Forgetting something important feels awful, doesn’t it? Most of our forgetting incidents don’t just frustrate us, they frustrate — or, even worse, hurt or disappoint — our family, friends, and coworkers.

These people’s opinions matter to us. We depend on our relationships with them. We don’t want to let them down, and yet we so often do. What’s worse, ADHD is a cruelly egalitarian disorder. It’s just as easy for us to forget our spouse’s birthday as our dry cleaning.

Maybe you’ve managed to insulate your inner circle from your ADHD’s hurtful effects, but do you ever think of the same idea over and over again, wishing you’d remember it when you could take action?

Don’t beat yourself up about it. Instead, shorten the distance between yourself and a reliable container for those thoughts. If you’ve considered using your brain as such a container, don’t. Write everything down. Everything. Every time I catch myself thinking, “that’s too important, I know I won’t forget it,” it’s a huge red flag.

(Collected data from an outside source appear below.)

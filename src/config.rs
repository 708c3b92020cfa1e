//! Configuration for a dashboard session.

use crate::{Result, error::DashboardError, pagination::PageSize, store::RefreshPolicy};
use serde::{Deserialize, Serialize};
use std::path::{Path, PathBuf};
use std::time::Duration;
use tracing::debug;

pub const ENV_API_URL: &str = "JOBDECK_API_URL";
pub const ENV_REFRESH_SECS: &str = "JOBDECK_REFRESH_SECS";
pub const ENV_PAGE_SIZE: &str = "JOBDECK_PAGE_SIZE";

/// Main configuration for a dashboard session
#[derive(Debug, Clone, PartialEq, Serialize, Deserialize)]
#[serde(default)]
pub struct DashboardConfig {
    /// Base URL of the scheduler's job API
    pub api_base_url: String,

    /// Period of the background list refresh
    pub refresh_interval: Duration,

    /// Timeout applied to every repository request
    pub request_timeout: Duration,

    /// Initial rows per page
    pub page_size: PageSize,

    /// How overlapping refreshes resolve
    pub refresh_policy: RefreshPolicy,

    /// User agent sent with every request
    pub user_agent: String,
}

impl Default for DashboardConfig {
    fn default() -> Self {
        Self {
            api_base_url: "http://localhost:3000".to_string(),
            refresh_interval: Duration::from_secs(30),
            request_timeout: Duration::from_secs(30),
            page_size: PageSize::default(),
            refresh_policy: RefreshPolicy::default(),
            user_agent: format!("jobdeck/{}", env!("CARGO_PKG_VERSION")),
        }
    }
}

impl DashboardConfig {
    /// Create a new configuration with defaults
    pub fn new() -> Self {
        Self::default()
    }

    pub fn with_api_base_url(mut self, url: &str) -> Self {
        self.api_base_url = url.to_string();
        self
    }

    pub fn with_refresh_interval(mut self, interval: Duration) -> Self {
        self.refresh_interval = interval;
        self
    }

    pub fn with_request_timeout(mut self, timeout: Duration) -> Self {
        self.request_timeout = timeout;
        self
    }

    pub fn with_page_size(mut self, page_size: PageSize) -> Self {
        self.page_size = page_size;
        self
    }

    pub fn with_refresh_policy(mut self, policy: RefreshPolicy) -> Self {
        self.refresh_policy = policy;
        self
    }

    /// Defaults, then the user config file if present, then environment overrides.
    pub fn load() -> Result<Self> {
        let mut config = Self::default();

        if let Ok(path) = Self::default_path() {
            if path.exists() {
                debug!("Loading configuration from {}", path.display());
                config = Self::from_file(&path)?;
            }
        }

        config.apply_overrides(|key| std::env::var(key).ok())
    }

    /// Apply `JOBDECK_*` overrides looked up through `lookup`.
    pub fn apply_overrides(mut self, lookup: impl Fn(&str) -> Option<String>) -> Result<Self> {
        if let Some(url) = lookup(ENV_API_URL) {
            self.api_base_url = url;
        }

        if let Some(secs) = lookup(ENV_REFRESH_SECS) {
            let secs: u64 = secs.trim().parse().map_err(|_| {
                DashboardError::Config(format!("{} must be a number of seconds", ENV_REFRESH_SECS))
            })?;
            self.refresh_interval = Duration::from_secs(secs);
        }

        if let Some(size) = lookup(ENV_PAGE_SIZE) {
            let size: u32 = size.trim().parse().map_err(|_| {
                DashboardError::Config(format!("{} must be 5, 10, 20 or 50", ENV_PAGE_SIZE))
            })?;
            self.page_size = PageSize::try_from(size).map_err(DashboardError::Config)?;
        }

        Ok(self)
    }

    /// Load configuration from a TOML file
    pub fn from_file(path: impl AsRef<Path>) -> Result<Self> {
        let content = std::fs::read_to_string(path)?;
        let config: Self = toml::from_str(&content)?;
        Ok(config)
    }

    /// Save configuration to a TOML file
    pub fn save_to_file(&self, path: impl AsRef<Path>) -> Result<()> {
        let path = path.as_ref();
        if let Some(parent) = path.parent() {
            std::fs::create_dir_all(parent)?;
        }
        let content = toml::to_string_pretty(self)?;
        std::fs::write(path, content)?;
        Ok(())
    }

    /// `<config dir>/jobdeck/config.toml`
    pub fn default_path() -> Result<PathBuf> {
        let mut path = dirs::config_dir()
            .or_else(dirs::home_dir)
            .ok_or_else(|| DashboardError::Config("Cannot find config directory".to_string()))?;

        path.push("jobdeck");
        path.push("config.toml");
        Ok(path)
    }
}
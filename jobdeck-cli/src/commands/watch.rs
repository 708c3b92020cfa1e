use anyhow::{Result, anyhow};
use clap::Args;
use jobdeck::{
    Dashboard, DashboardConfig, HttpJobRepository, JobFilter, JobStatus, PageSize,
    RefreshScheduler,
};
use std::sync::Arc;
use std::time::Duration;
use tracing::info;

use crate::utils::display::render_view;

#[derive(Args)]
pub struct WatchArgs {
    #[arg(short, long, help = "Refresh interval in seconds")]
    pub interval: Option<u64>,
    #[arg(short = 't', long, help = "Job status to filter by")]
    pub status: Option<String>,
    #[arg(short, long, help = "Case-insensitive name search")]
    pub search: Option<String>,
    #[arg(long, help = "Rows per page (5, 10, 20 or 50)")]
    pub page_size: Option<u32>,
}

impl WatchArgs {
    pub async fn execute(&self, config: &DashboardConfig) -> Result<()> {
        let mut config = config.clone();
        if let Some(secs) = self.interval {
            config = config.with_refresh_interval(Duration::from_secs(secs));
        }
        if let Some(size) = self.page_size {
            config = config.with_page_size(PageSize::try_from(size).map_err(|e| anyhow!(e))?);
        }

        let mut filter = JobFilter::new();
        if let Some(status) = &self.status {
            filter = filter.with_status(status.parse::<JobStatus>()?);
        }
        if let Some(search) = &self.search {
            filter = filter.with_search(search.clone());
        }

        let repository = Arc::new(HttpJobRepository::new(&config)?);
        // read-only: nothing destructive is dispatched from here
        let dashboard = Dashboard::new(repository, Arc::new(|_: &str| false), &config);
        dashboard.change_filter(filter).await;

        let mut revisions = dashboard.subscribe();
        let scheduler = RefreshScheduler::from_config(dashboard.clone(), &config)?.spawn();
        info!(
            "Watching {} every {:?}, press Ctrl-C to stop",
            config.api_base_url, config.refresh_interval
        );

        loop {
            tokio::select! {
                _ = tokio::signal::ctrl_c() => {
                    info!("Stopping watch");
                    break;
                }
                changed = revisions.changed() => {
                    if changed.is_err() {
                        break;
                    }
                    let view = dashboard.view().await;
                    // clear the screen and home the cursor before each frame
                    print!("\x1B[2J\x1B[1;1H");
                    println!("🛰️  {} | every {:?}", config.api_base_url, config.refresh_interval);
                    print!("{}", render_view(&view));
                }
            }
        }

        scheduler.shutdown().await?;
        Ok(())
    }
}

Nowadays, I rely on writable surfaces throughout my house: post-its, dry erase boards, chalkboards, you name it. Even the bathroom mirror. If there’s anyone out there who considers me a good friend, spouse, parent, or relative, it’s probably because I never let myself stray too far from my writing materials.

Be vigilant for ideas

There are some potty training methods that — bear with me here — require constant vigilance as you watch your naked toddler, ready to whisk him to the nearest potty when he begins to empty his bladder onto the floor. Imagine your brain is like this naked toddler. The moment it thinks of something — anything — you need to whisk it to a writable surface straightaway and deposit that idea into an appropriate container.

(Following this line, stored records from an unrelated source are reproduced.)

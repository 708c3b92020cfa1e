//! # jobdeck CLI
//!
//! Terminal front end for [`jobdeck`]: list, inspect, create, edit and manage
//! jobs held by a remote scheduler, or keep a live view open with `watch`.
//!
//! ## Basic Usage
//!
//! ```bash
//! # List failed jobs, second page of 20
//! jobdeck list --status failed --page 2 --page-size 20
//!
//! # Show one job, including upcoming cron runs
//! jobdeck show 65a1f0c2
//!
//! # Create a recurring job
//! jobdeck create --name nightly-report \
//!   --data '{"format": "pdf"}' \
//!   --cron "0 2 * * *" --timezone "Europe/Berlin"
//!
//! # Destructive commands need an explicit confirmation
//! jobdeck cancel 65a1f0c2 --confirm
//! jobdeck delete 65a1f0c2 --confirm
//!
//! # Live view, refreshed every 10 seconds
//! jobdeck watch --interval 10
//! ```
//!
//! ## Configuration
//!
//! Settings are read from `<config dir>/jobdeck/config.toml` and can be
//! overridden with `JOBDECK_API_URL`, `JOBDECK_REFRESH_SECS` and
//! `JOBDECK_PAGE_SIZE`, then with `--api-url`.
//!
//! ```bash
//! jobdeck config init
//! jobdeck config show
//! ```
//!
//! ## Verbose and Quiet Modes
//!
//! ```bash
//! jobdeck -v list
//! jobdeck -q retry 65a1f0c2
//! ```

pub mod commands;
pub mod utils;

pub use commands::*;
pub use utils::*;
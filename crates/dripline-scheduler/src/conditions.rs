//! Step eligibility — decides which steps of a wave fire for a lead.
//!
//! Every eligible step in a wave fires, one per channel. A step named as
//! another step's fallback only fires in place of that step, when the
//! referencing step is ineligible and the fallback itself is eligible.

use std::collections::HashSet;

use dripline_core::error::{DriplineError, Result};

use crate::model::{Condition, LeadCapabilities, Step};
use crate::schedule::step_offset_duration;

/// Is `step` allowed to fire for a lead with these capabilities?
pub fn is_eligible(caps: &LeadCapabilities, step: &Step) -> bool {
    match step.condition {
        Condition::Always => true,
        Condition::PhoneProvided => caps.has_phone,
        Condition::LinkedinConnected => caps.has_linkedin_connection,
        Condition::NoResponse => !caps.has_replied,
        Condition::EmailOpened => caps.has_opened_email,
    }
}

/// Steps of `wave` that fire, in wave order. Empty means the wave is skipped.
pub fn select_fired<'a>(wave: &'a [Step], caps: &LeadCapabilities) -> Vec<&'a Step> {
    let fallback_only: HashSet<u32> = wave.iter().filter_map(|s| s.fallback_step).collect();
    let mut fired: Vec<&Step> = Vec::new();

    for step in wave.iter().filter(|s| !fallback_only.contains(&s.order)) {
        if is_eligible(caps, step) {
            fired.push(step);
            continue;
        }
        let fallback = step
            .fallback_step
            .and_then(|order| wave.iter().find(|s| s.order == order));
        if let Some(fb) = fallback {
            if is_eligible(caps, fb) && !fired.iter().any(|f| f.order == fb.order) {
                tracing::debug!(
                    "↪️ Step {} ineligible, firing fallback step {} ({})",
                    step.order,
                    fb.order,
                    fb.channel
                );
                fired.push(fb);
            }
        }
    }

    fired.sort_by_key(|s| s.order);
    fired
}

/// Fallback references must stay inside the referencing step's wave.
pub fn validate_fallbacks(steps: &[Step]) -> Result<()> {
    for step in steps {
        let Some(target) = step.fallback_step else {
            continue;
        };
        if target == step.order {
            return Err(DriplineError::Validation(format!(
                "step {} names itself as fallback",
                step.order
            )));
        }
        let same_wave = steps.iter().any(|s| {
            s.order == target && step_offset_duration(s) == step_offset_duration(step)
        });
        if !same_wave {
            return Err(DriplineError::Validation(format!(
                "fallback of step {} must be a step in the same wave (got {})",
                step.order, target
            )));
        }
    }
    Ok(())
}

#[cfg(test)]
mod tests {
    use super::*;
    use crate::model::Channel;
    use crate::schedule::tests::step;

    fn gated(order: u32, day: u32, channel: Channel, condition: Condition) -> Step {
        let mut s = step(order, day, 0, channel);
        s.condition = condition;
        s
    }

    #[test]
    fn test_condition_table() {
        let nothing = LeadCapabilities::default();
        let everything = LeadCapabilities {
            has_phone: true,
            has_linkedin_connection: true,
            has_replied: true,
            has_opened_email: true,
        };
        let cases = [
            (Condition::Always, true, true),
            (Condition::PhoneProvided, false, true),
            (Condition::LinkedinConnected, false, true),
            (Condition::NoResponse, true, false),
            (Condition::EmailOpened, false, true),
        ];
        for (condition, for_nothing, for_everything) in cases {
            let s = gated(1, 1, Channel::Email, condition);
            assert_eq!(is_eligible(&nothing, &s), for_nothing, "{condition:?}");
            assert_eq!(is_eligible(&everything, &s), for_everything, "{condition:?}");
        }
    }

    #[test]
    fn test_phone_gated_step_never_fires_without_phone() {
        let wave = vec![
            gated(1, 2, Channel::Email, Condition::Always),
            gated(2, 2, Channel::Sms, Condition::PhoneProvided),
        ];
        let caps = LeadCapabilities::default();
        let fired = select_fired(&wave, &caps);
        assert_eq!(fired.len(), 1);
        assert_eq!(fired[0].channel, Channel::Email);
    }

    #[test]
    fn test_all_eligible_steps_in_wave_fire() {
        let wave = vec![
            gated(3, 2, Channel::Email, Condition::Always),
            gated(4, 2, Channel::Sms, Condition::PhoneProvided),
            gated(5, 2, Channel::Linkedin, Condition::LinkedinConnected),
        ];
        let caps = LeadCapabilities {
            has_phone: true,
            has_linkedin_connection: true,
            ..Default::default()
        };
        let orders: Vec<u32> = select_fired(&wave, &caps).iter().map(|s| s.order).collect();
        assert_eq!(orders, vec![3, 4, 5]);
    }

    #[test]
    fn test_fallback_fires_only_in_place_of_ineligible_step() {
        let mut linkedin = gated(2, 3, Channel::Linkedin, Condition::LinkedinConnected);
        linkedin.fallback_step = Some(1);
        let email = gated(1, 3, Channel::Email, Condition::Always);
        let wave = vec![email, linkedin];

        let disconnected = LeadCapabilities::default();
        let fired = select_fired(&wave, &disconnected);
        assert_eq!(fired.iter().map(|s| s.order).collect::<Vec<_>>(), vec![1]);

        let connected = LeadCapabilities {
            has_linkedin_connection: true,
            ..Default::default()
        };
        let fired = select_fired(&wave, &connected);
        assert_eq!(fired.iter().map(|s| s.order).collect::<Vec<_>>(), vec![2]);
    }

    #[test]
    fn test_wave_with_no_eligible_step_is_empty() {
        let wave = vec![gated(2, 2, Channel::Linkedin, Condition::LinkedinConnected)];
        assert!(select_fired(&wave, &LeadCapabilities::default()).is_empty());
    }

    #[test]
    fn test_fallback_validation() {
        let mut a = step(1, 2, 0, Channel::Linkedin);
        a.fallback_step = Some(2);
        let b = step(2, 2, 0, Channel::Email);
        assert!(validate_fallbacks(&[a.clone(), b]).is_ok());

        let later = step(2, 4, 0, Channel::Email);
        assert!(validate_fallbacks(&[a.clone(), later]).is_err());

        a.fallback_step = Some(1);
        assert!(validate_fallbacks(&[a]).is_err());
    }
}
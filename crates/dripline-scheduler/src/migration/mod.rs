//! Renumbering and merging of live sequences.
//!
//! A run is planned in memory per workspace ([`plan`]), written in one
//! transaction per workspace ([`apply`]), and recorded in a rollback
//! artifact ([`artifact`]) that [`rollback`] can replay.

pub mod apply;
pub mod artifact;
pub mod correspondence;
pub mod plan;
pub mod rollback;
pub mod runner;

pub use artifact::RollbackArtifact;
pub use correspondence::{Correspondence, Mapping, canonicalize};
pub use plan::{MigrationPlanFile, Planner, WorkspacePlan};
pub use rollback::RollbackReport;
pub use runner::{MigrationMode, MigrationRunner, MigrationScope, MigrationSummary, RunOutcome};
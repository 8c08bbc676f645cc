//! Step offset math and wave lookup.
//!
//! Day offsets are 1-based: `1` = immediately, `2` = one day after the
//! sequence start. `0` comes from an older zero-based scheme and also means
//! immediately. Minute offsets sit on top of the day granularity.
//!
//! A wave is the run of consecutive steps sharing the same offset. Steps
//! are kept sorted by offset, so a wave is always contiguous.

use chrono::{DateTime, Duration, Utc};

use crate::model::Step;

/// Largest offset a step may have, in days.
pub const MAX_OFFSET_DAYS: i64 = 3650;

/// Offset of a `(day_offset, minute_offset)` pair from the sequence start.
pub fn offset_duration(day_offset: u32, minute_offset: u32) -> Duration {
    let days = i64::from(day_offset.saturating_sub(1));
    Duration::days(days) + Duration::minutes(i64::from(minute_offset))
}

/// Offset of a step from the sequence start.
pub fn step_offset_duration(step: &Step) -> Duration {
    offset_duration(step.day_offset, step.minute_offset)
}

/// Time between two steps, never negative.
///
/// A negative gap means the definition is out of order. It is logged and the
/// later step fires immediately instead of blocking the instance.
pub fn step_delta(current: &Step, next: &Step) -> Duration {
    let raw = step_offset_duration(next) - step_offset_duration(current);
    if raw < Duration::zero() {
        tracing::warn!(
            "⚠️ Negative step delta in sequence {}: step {} → {} ({} min), clamped to 0",
            current.sequence_id,
            current.order,
            next.order,
            raw.num_minutes()
        );
        return Duration::zero();
    }
    raw
}

/// Due-date of `step` for an instance started at `anchor`.
pub fn due_from_start(anchor: DateTime<Utc>, step: &Step) -> DateTime<Utc> {
    shift(anchor, step_offset_duration(step))
}

/// Due-date of `next` when the instance last moved at `last_step_at` on `current`.
pub fn due_after(last_step_at: DateTime<Utc>, current: &Step, next: &Step) -> DateTime<Utc> {
    shift(last_step_at, step_delta(current, next))
}

/// `at + offset`, saturating at the last representable instant. Rows
/// written before offsets were bounded can still hold huge day offsets.
fn shift(at: DateTime<Utc>, offset: Duration) -> DateTime<Utc> {
    at.checked_add_signed(offset).unwrap_or(DateTime::<Utc>::MAX_UTC)
}

/// Step with the given order. `steps` must be sorted by order.
pub fn step_by_order(steps: &[Step], order: u32) -> Option<&Step> {
    steps.iter().find(|s| s.order == order)
}

/// The wave that starts at the first step after `current_step`.
/// Returns `None` when every step has been handled.
pub fn next_wave(steps: &[Step], current_step: u32) -> Option<&[Step]> {
    let start = steps.iter().position(|s| s.order > current_step)?;
    let offset = step_offset_duration(&steps[start]);
    let len = steps[start..]
        .iter()
        .take_while(|s| step_offset_duration(s) == offset)
        .count();
    Some(&steps[start..start + len])
}

/// Last order of the wave containing `order`. `0` stays `0`.
pub fn wave_end(steps: &[Step], order: u32) -> u32 {
    let Some(step) = step_by_order(steps, order) else {
        return order;
    };
    let offset = step_offset_duration(step);
    steps
        .iter()
        .filter(|s| s.order >= order && step_offset_duration(s) == offset)
        .map(|s| s.order)
        .max()
        .unwrap_or(order)
}

/// Due-date of the first wave for an instance starting at `started_at`.
pub fn first_due(steps: &[Step], started_at: DateTime<Utc>) -> Option<DateTime<Utc>> {
    next_wave(steps, 0).map(|wave| due_from_start(started_at, &wave[0]))
}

Of course, you’ll want to set up a trusted system like David Allen’s Getting Things Done to process all the notes you’re going to write, but the first step — and one you should take today — is writing it all down. Stop trusting your brain and start trusting anything you can write on.

Our home’s writable surfaces

Bathroom mirror

DSC_3367-001There’s a reason you have so many ideas in the shower, and the name should sound familiar: dopamine. When you’re in the shower, you’re relaxed, relatively free of distractions, and experiencing a nice dopamine rush from the hot water. Your brain is primed for idea generation.

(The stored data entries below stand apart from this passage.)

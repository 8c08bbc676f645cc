//! Dripline configuration system.

use serde::{Deserialize, Serialize};
use std::path::{Path, PathBuf};

use crate::error::{DriplineError, Result};

/// Root configuration.
#[derive(Debug, Clone, Default, Serialize, Deserialize)]
pub struct DriplineConfig {
    #[serde(default)]
    pub database: DatabaseConfig,
    #[serde(default)]
    pub driver: DriverConfig,
    #[serde(default)]
    pub migration: MigrationConfig,
    #[serde(default)]
    pub dispatch: DispatchConfig,
}

impl DriplineConfig {
    /// Load config from the default path (~/.dripline/config.toml).
    pub fn load() -> Result<Self> {
        let path = Self::default_path();
        if path.exists() {
            Self::load_from(&path)
        } else {
            Ok(Self::default().with_env_overrides())
        }
    }

    /// Load config from a specific path.
    pub fn load_from(path: &Path) -> Result<Self> {
        let content = std::fs::read_to_string(path)
            .map_err(|e| DriplineError::Config(format!("Failed to read config: {e}")))?;
        let config: Self = toml::from_str(&content)
            .map_err(|e| DriplineError::Config(format!("Failed to parse config: {e}")))?;
        Ok(config.with_env_overrides())
    }

    /// Save config to the default path.
    pub fn save(&self) -> Result<()> {
        let path = Self::default_path();
        if let Some(parent) = path.parent() {
            std::fs::create_dir_all(parent)?;
        }
        let content = toml::to_string_pretty(self)
            .map_err(|e| DriplineError::Config(format!("Failed to serialize config: {e}")))?;
        std::fs::write(&path, content)?;
        Ok(())
    }

    /// Get the default config path.
    pub fn default_path() -> PathBuf {
        Self::home_dir().join("config.toml")
    }

    /// Get the Dripline home directory.
    pub fn home_dir() -> PathBuf {
        dirs::home_dir()
            .unwrap_or_else(|| PathBuf::from("."))
            .join(".dripline")
    }

    fn with_env_overrides(mut self) -> Self {
        if let Ok(url) = std::env::var("DRIPLINE_WEBHOOK_URL") {
            if !url.is_empty() {
                self.dispatch.webhook_url = Some(url);
            }
        }
        self
    }
}

/// Expand `~` in a configured path.
pub fn expand_path(p: &str) -> PathBuf {
    PathBuf::from(shellexpand::tilde(p).to_string())
}

/// SQLite store location.
#[derive(Debug, Clone, Serialize, Deserialize)]
pub struct DatabaseConfig {
    #[serde(default = "default_db_path")]
    pub path: String,
}

fn default_db_path() -> String { "~/.dripline/dripline.db".into() }

impl Default for DatabaseConfig {
    fn default() -> Self {
        Self { path: default_db_path() }
    }
}

/// Due-instance driver tuning.
#[derive(Debug, Clone, Serialize, Deserialize)]
pub struct DriverConfig {
    /// Seconds between ticks in `run` mode.
    #[serde(default = "default_interval_secs")]
    pub interval_secs: u64,
    /// Max instances pulled per tick.
    #[serde(default = "default_batch_size")]
    pub batch_size: usize,
    /// Max instances processed concurrently.
    #[serde(default = "default_lead_concurrency")]
    pub lead_concurrency: usize,
    /// Wall-clock budget per tick.
    #[serde(default = "default_driver_budget_secs")]
    pub budget_secs: u64,
    /// A task left in `sending` longer than this goes back to the outbox.
    #[serde(default = "default_sending_timeout_secs")]
    pub sending_timeout_secs: i64,
}

fn default_interval_secs() -> u64 { 300 }
fn default_batch_size() -> usize { 200 }
fn default_lead_concurrency() -> usize { 8 }
fn default_driver_budget_secs() -> u64 { 240 }
fn default_sending_timeout_secs() -> i64 { 900 }

impl Default for DriverConfig {
    fn default() -> Self {
        Self {
            interval_secs: default_interval_secs(),
            batch_size: default_batch_size(),
            lead_concurrency: default_lead_concurrency(),
            budget_secs: default_driver_budget_secs(),
            sending_timeout_secs: default_sending_timeout_secs(),
        }
    }
}

/// Migration / renumbering batch tuning.
#[derive(Debug, Clone, Serialize, Deserialize)]
pub struct MigrationConfig {
    /// Workspaces migrated in parallel. Kept below `lead_concurrency`.
    #[serde(default = "default_workspace_concurrency")]
    pub workspace_concurrency: usize,
    #[serde(default = "default_lead_concurrency")]
    pub lead_concurrency: usize,
    /// Floor applied to recomputed due-dates that land in the past.
    #[serde(default = "default_due_buffer_secs")]
    pub due_buffer_secs: i64,
    #[serde(default = "default_artifact_dir")]
    pub artifact_dir: String,
    #[serde(default = "default_migration_budget_secs")]
    pub budget_secs: u64,
}

fn default_workspace_concurrency() -> usize { 2 }
fn default_due_buffer_secs() -> i64 { 300 }
fn default_artifact_dir() -> String { "~/.dripline/rollbacks".into() }
fn default_migration_budget_secs() -> u64 { 600 }

impl Default for MigrationConfig {
    fn default() -> Self {
        Self {
            workspace_concurrency: default_workspace_concurrency(),
            lead_concurrency: default_lead_concurrency(),
            due_buffer_secs: default_due_buffer_secs(),
            artifact_dir: default_artifact_dir(),
            budget_secs: default_migration_budget_secs(),
        }
    }
}

/// Outbound delivery. With no webhook the dispatcher only logs.
#[derive(Debug, Clone, Serialize, Deserialize)]
pub struct DispatchConfig {
    #[serde(default)]
    pub webhook_url: Option<String>,
    #[serde(default = "default_dispatch_timeout")]
    pub timeout_secs: u64,
    #[serde(default)]
    pub headers: Vec<(String, String)>,
}

fn default_dispatch_timeout() -> u64 { 10 }

impl Default for DispatchConfig {
    fn default() -> Self {
        Self {
            webhook_url: None,
            timeout_secs: default_dispatch_timeout(),
            headers: Vec::new(),
        }
    }
}

#[cfg(test)]
mod tests {
    use super::*;

    #[test]
    fn test_defaults_from_empty_toml() {
        let config: DriplineConfig = toml::from_str("").unwrap();
        assert_eq!(config.driver.interval_secs, 300);
        assert_eq!(config.driver.sending_timeout_secs, 900);
        assert_eq!(config.migration.workspace_concurrency, 2);
        assert!(config.migration.workspace_concurrency < config.migration.lead_concurrency);
        assert!(config.dispatch.webhook_url.is_none());
    }

    #[test]
    fn test_partial_section_override() {
        let config: DriplineConfig = toml::from_str(
            r#"
            [driver]
            batch_size = 50

            [migration]
            due_buffer_secs = 60
            "#,
        )
        .unwrap();
        assert_eq!(config.driver.batch_size, 50);
        assert_eq!(config.driver.lead_concurrency, 8);
        assert_eq!(config.migration.due_buffer_secs, 60);
        assert_eq!(config.migration.artifact_dir, "~/.dripline/rollbacks");
    }

    #[test]
    fn test_load_from_file() {
        let dir = std::env::temp_dir().join("dripline-config-test");
        std::fs::create_dir_all(&dir).ok();
        let path = dir.join("config.toml");
        std::fs::write(&path, "[database]\npath = \"/tmp/drip.db\"\n").unwrap();
        let config = DriplineConfig::load_from(&path).unwrap();
        assert_eq!(config.database.path, "/tmp/drip.db");
        std::fs::remove_dir_all(&dir).ok();
    }

    #[test]
    fn test_bad_toml_is_config_error() {
        let dir = std::env::temp_dir().join("dripline-config-bad");
        std::fs::create_dir_all(&dir).ok();
        let path = dir.join("config.toml");
        std::fs::write(&path, "[driver\n").unwrap();
        let err = DriplineConfig::load_from(&path).unwrap_err();
        assert!(matches!(err, DriplineError::Config(_)));
        std::fs::remove_dir_all(&dir).ok();
    }
}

I keep dry erase markers near the bathroom mirror so I can write a quick note before I’ve even dried off. The mirror is also a great place to leave a loving note or drawing for your spouse. When I worked in IT, I left myself reminders to do early-morning server maintenance from home. Visitors have occasionally spotted our markers and joined the fun, too.

Pantry door chalkboard

Our home is on the small side, so mounting a big dry erase board in a common area just isn’t practical. Instead, I created a cute and functional chalkboard on our pantry door. It’s not as easy as tossing a few dry erase markers in the bathroom, but it’s a project pretty much anyone can take on. I just sanded the finished wood lightly, added a couple coats of primer, then applied this Rust-Oleum chalkboard paint. My 18-month-old has taken over the bottom panel, and we use the larger top panel for grocery lists, reminders, fledgling Spotify playlists, and anything in between.


 Small dry-erase board

I purchased this when I moved away to college. Somehow, I managed to keep it through a number of moves and years I’d rather not mention. When you’re decluttering, which I hope you are this October, keep an eye out for things like this. This former clutter object now hangs on the side of the fridge and collects phone messages.

Post-its, post-its, and more post-its

I keep a pad of post-it notes in almost every room: on my nightstand, on my desk, in the basement, next to the coffee maker, and anywhere else I catch myself having to remember an idea for more than five steps in any direction.

Isn’t there an app for that?

You might wonder why I haven’t listed any electronic note-taking tools here. There are some great ones available — Evernote, Toodledo, and PlainText, for example — but I find computers and smart phones too distracting. When I unlock my phone screen, I rarely make it to my note-taking app. Several minutes later, I realize I’m checking my Instagram feed and have no idea why I grabbed my phone in the first place. A simple pen and paper works best for me.

Have you had success using apps? How do you capture ideas, especially when you’re in a place where you can’t easily write something down (like in the car)?